Schriftliche Ausfertigung des am 25.09.2019 mündlich verkündeten Erkenntnisses:

IM NAMEN DER REPUBLIK!

Das Bundesverwaltungsgericht hat durch die Richterin Mag. Birgit WALDNER-BEDITS als Einzelrichterin über die Beschwerde des XXXX, geb. XXXX, StA. Kosovo, vertreten durch RA Mag. Thomas REICHENVATER, gegen den Bescheid des Bundesamtes für Fremdenwesen und Asyl vom 01.09.2015, Zl. XXXX, nach Durchführung mündlicher Verhandlungen am 18.09.2019 und 25.09.2019 zu Recht erkannt:

A) Der Beschwerde wird stattgegeben und festgestellt, dass eine Rückkehrentscheidung auf Dauer unzulässig ist.

Gleichzeitig wird festgestellt, dass die Voraussetzungen für die Erteilung eines Aufenthaltstitels vorliegen und der Aufenthaltstitel "Aufenthaltsberechtigung plus" nach § 55 Abs. 1 AsylG 2005 erteilt wird.

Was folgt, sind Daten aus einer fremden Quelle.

//! `sylva` provides the building blocks shared by its tree learners.
//!
//! The crate defines the instance model the learners consume, i.e. typed attributes, labelled
//! instances and instance lists together with their class statistics, partitioning and
//! bootstrap resampling, and the common surface every algorithm crate implements: the
//! [`Fit`](traits::Fit) and [`Classifier`](traits::Classifier) traits, hyperparameter checking
//! through [`ParamGuard`] and the shared [`Error`](error::Error) type.
//!
//! The learners themselves live in separate crates of the workspace, decision trees, decision
//! stumps, bagging and random forests in `sylva-trees`. Bundled datasets for tests and examples
//! are provided by `sylva-datasets`.
//!

pub mod benchmarks;
pub mod dataset;
pub mod error;
pub mod metrics;
mod param_guard;
pub mod prelude;
pub mod traits;

pub use dataset::{Attribute, DiscreteDistribution, Instance, InstanceList};
pub use param_guard::ParamGuard;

B) Die Revision ist gemäß Art 133 Abs. 4 B-VG nicht zulässig.

Text

ENTSCHEIDUNGSGRÜNDE:

I. Verfahrensgang:

1. Mit dem oben im Spruch angeführten Bescheid des Bundesamtes für Fremdenwesen und Asyl (im Folgenden: belangte Behörde) wurde der Antrag des BF vom 12.05.2015 auf Erteilung eines Aufenthaltstitels aus Gründen des Art. 8 EMRK gemäß § 55 AsylG 2005 abgewiesen, gemäß § 10 Abs. 3 AsylG 2005 iVm § 9 BFA-VG gegen den BF eine Rückkehrentscheidung gemäß § 52 Abs. 3 FPG erlassen, und gemäß § 52 Abs. 9 FPG festgestellt, dass die Abschiebung des BF in den Kosovo gemäß § 46 FPG zulässig ist. Zudem wurde ausgesprochen, dass gemäß § 55 Abs. 1 bis 3 die Frist für die freiwillige Ausreise des BF 2 Wochen ab Rechtskraft der Rückkehrentscheidung betrage.

2. Gegen diesen Bescheid wurde fristgerecht Beschwerde erhoben.

3. Am 28.09.2015 langte beim Bundesverwaltungsgericht (im Folgenden: BVwG) die gegenständliche Beschwerde samt dazugehörigem Verwaltungsakt ein.

4. Mit Erkenntnis des BVwG vom 25.08.2016 wurde die Beschwerde gegen den im Spruch angeführten Bescheid des BFA als unbegründet abgewiesen.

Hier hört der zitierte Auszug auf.